Desta aventura vai recordar os amigos que fez para a vida e a humildade “tremenda” dos professores. “Voltar a estudar era uma ideia que me ia remoendo desde miúdo, mas talvez não tivesse avançado sem o incentivo dos meus filhos. E isso vai constar na dedicatória da minha dissertação”, lança o bracarense. Reformado há três anos, não abdica de uma boa leitura antes de adormecer e é membro do grupo musical Origem Tradicional, que está a comemorar 40 anos e conta com alguns elementos da Azeituna – Tuna de Ciências da UMinho, repescados pelo filho e eterno tuno Daniel Pereira Cristo. Após o mestrado, quer estar parte do tempo no Arquivo Distrital e na Bilblioteca Pública de Braga a estudar autonomamente e, quem sabe, escrever um livro.
 


José Amaro
2º ano do mestrado em História
64 anos.

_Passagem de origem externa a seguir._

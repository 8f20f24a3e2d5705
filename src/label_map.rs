use std::collections::BTreeSet;

use image::{GrayImage, Luma, RgbaImage};

use crate::error::{HeroError, Result};

/// Per-pixel cluster ids, row-major, same size as the image it labels.
#[derive(Debug, Clone, PartialEq, Eq)]
pub struct LabelMap {
    width: u32,
    height: u32,
    labels: Vec<u32>,
}

impl LabelMap {
    pub fn new(width: u32, height: u32, labels: Vec<u32>) -> Result<Self> {
        if width == 0 || height == 0 {
            return Err(HeroError::EmptyImage);
        }
        let expected = width as usize * height as usize;
        if labels.len() != expected {
            return Err(HeroError::InvalidConfig(format!(
                "label map of {width}x{height} needs {expected} labels, got {}",
                labels.len()
            )));
        }
        Ok(Self { width, height, labels })
    }

    /// Build a map by evaluating `f(x, y)` for every pixel.
    pub fn from_fn<F>(width: u32, height: u32, mut f: F) -> Result<Self>
    where
        F: FnMut(u32, u32) -> u32,
    {
        let mut labels = Vec::with_capacity(width as usize * height as usize);
        for y in 0..height {
            for x in 0..width {
                labels.push(f(x, y));
            }
        }
        Self::new(width, height, labels)
    }

    pub fn width(&self) -> u32 {
        self.width
    }

    pub fn height(&self) -> u32 {
        self.height
    }

    pub fn dimensions(&self) -> (u32, u32) {
        (self.width, self.height)
    }

    #[inline]
    pub fn get(&self, x: u32, y: u32) -> u32 {
        self.labels[y as usize * self.width as usize + x as usize]
    }

    pub fn as_slice(&self) -> &[u32] {
        &self.labels
    }

    /// Label values present in the map, ascending.
    pub fn distinct(&self) -> Vec<u32> {
        self.labels.iter().copied().collect::<BTreeSet<_>>().into_iter().collect()
    }

    /// Binary mask (255 inside, 0 outside) of `label`, with its pixel count.
    pub fn mask(&self, label: u32) -> (GrayImage, usize) {
        let mut count = 0usize;
        let mask = GrayImage::from_fn(self.width, self.height, |x, y| {
            if self.get(x, y) == label {
                count += 1;
                Luma([255])
            } else {
                Luma([0])
            }
        });
        (mask, count)
    }
}

/// Resize a label map with nearest-neighbour sampling.
///
/// Labels are categorical, so every output value is copied from some input
/// pixel; no intermediate ids are ever produced.
pub fn upscale_nearest(map: &LabelMap, width: u32, height: u32) -> Result<LabelMap> {
    if map.dimensions() == (width, height) {
        return Ok(map.clone());
    }
    let (src_w, src_h) = (map.width as u64, map.height as u64);
    LabelMap::from_fn(width, height, |x, y| {
        let sx = ((x as u64 * src_w) / width as u64).min(src_w - 1) as u32;
        let sy = ((y as u64 * src_h) / height as u64).min(src_h - 1) as u32;
        map.get(sx, sy)
    })
}

/// Supplies a label map for an image. Ids are opaque and may change between runs.
pub trait LabelOracle {
    /// Must return a map with the same dimensions as `image`.
    fn label(&self, image: &RgbaImage) -> Result<LabelMap>;
}
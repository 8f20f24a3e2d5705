//! Argument handling and logging shared by the `hero-*` binaries.

use std::path::{Path, PathBuf};

use anyhow::{Context, Result};
use clap::Args;
use tracing_subscriber::EnvFilter;

use crate::config::{LayerConfig, load_config_over};
use crate::image_io::load_rgba;
use crate::kmeans::KMeansLabeler;
use crate::pipeline::extract_layers;
use crate::writer::LayerWriter;

/// Paths every tool resolves against the project root. Nothing is required.
#[derive(Args, Debug, Clone)]
pub struct CommonArgs {
    /// Project root that relative paths are resolved against
    #[arg(long, default_value = ".")]
    pub root: PathBuf,

    /// Source artwork
    #[arg(short, long, default_value = "assets/hero.png")]
    pub input: PathBuf,

    /// Output directory
    #[arg(short = 'd', long, default_value = "public/hero")]
    pub out_dir: PathBuf,

    /// Optional JSON config overriding the built-in defaults
    #[arg(short, long)]
    pub config: Option<PathBuf>,

    /// Log filter used when RUST_LOG is not set
    #[arg(long, default_value = "info")]
    pub log_level: String,
}

impl CommonArgs {
    pub fn resolve(&self, path: &Path) -> PathBuf {
        if path.is_absolute() { path.to_path_buf() } else { self.root.join(path) }
    }

    pub fn input_path(&self) -> PathBuf {
        self.resolve(&self.input)
    }

    pub fn out_dir_path(&self) -> PathBuf {
        self.resolve(&self.out_dir)
    }

    pub fn config_path(&self) -> Option<PathBuf> {
        self.config.as_deref().map(|p| self.resolve(p))
    }
}

/// Install a stderr `tracing` subscriber. `RUST_LOG` wins over `default_level`.
pub fn init_logging(default_level: &str) {
    let filter = EnvFilter::try_from_default_env()
        .or_else(|_| EnvFilter::try_new(default_level))
        .unwrap_or_else(|_| EnvFilter::new("info"));
    let _ = tracing_subscriber::fmt()
        .with_env_filter(filter)
        .with_target(false)
        .with_writer(std::io::stderr)
        .try_init();
}

/// Shared body of the layer tools: load, extract, write `<prefix>_<idx>.png`
/// and, when `manifest` names a file, the manifest next to them.
///
/// `defaults` is the tool's own preset; `--config` overrides it field by field.
pub fn run_layer_tool(common: &CommonArgs, defaults: LayerConfig, prefix: &str, manifest: Option<&str>) -> Result<()> {
    let config_path = common.config_path();
    let config = load_config_over(config_path.as_deref(), defaults).context("loading layer config")?;

    let image = load_rgba(&common.input_path())?;
    let oracle = KMeansLabeler::new(config.cluster.clone());
    let ranked = extract_layers(&image, &oracle, &config).context("layer extraction failed")?;

    let out_dir = common.out_dir_path();
    let manifest_path = manifest.map(|name| out_dir.join(name));
    let writer = LayerWriter::new(&out_dir, prefix);
    let entries = writer
        .write(&ranked, manifest_path.as_deref())
        .context("writing layers failed")?;

    for entry in &entries {
        println!("Saved → {}", out_dir.join(&entry.file).display());
    }
    if let Some(path) = &manifest_path {
        println!("Saved → {}", path.display());
    }
    Ok(())
}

Braga
 
José Amaro passou de técnico de radiologia no Hospital de Braga a estudante de História na UMinho. Fez a licenciatura e está agora a ultimar a tese de mestrado sobre as confrarias bracarenses nos séculos XVI a XVIII. “Reformei-me muito cedo e um ano depois senti a necessidade de fazer algo que estimulasse mais a parte intelectual. Sacrifiquei um pouco a minha esposa, pois o tempo que poderia ter investido em nós foi passado a conviver com os livros. Mas ela compreende. Aliás, foi ela que me atirou para isto”, diz, agradecido. 
 
O mestrando olha para a História como uma ferramenta imprescindível à reflexão e à projeção do futuro, devendo ser “obrigatória”. “Era importante que todos nós, principalmente os políticos, atentássemos nos erros e nas virtudes dos nossos antepassados para não repetirmos os mesmos erros”, defende. Para o estudante sexagenário, a maior dificuldade sentida foi o manuseamento das novas tecnologias, algo que superou rapidamente com o apoio dos colegas mais novos. “Conhecer o mundo deles também foi restaurar o meu. Os jovens de hoje têm 1001 janelas abertas e um conhecimento das coisas que não tínhamos com a idade deles”, realça. Desta interação vai sentir saudades, mas não só. Apesar de continuar envolvido na gestão de duas clínicas de radiologia em Braga, José Amaro quer manter a ligação à UMinho, através da investigação.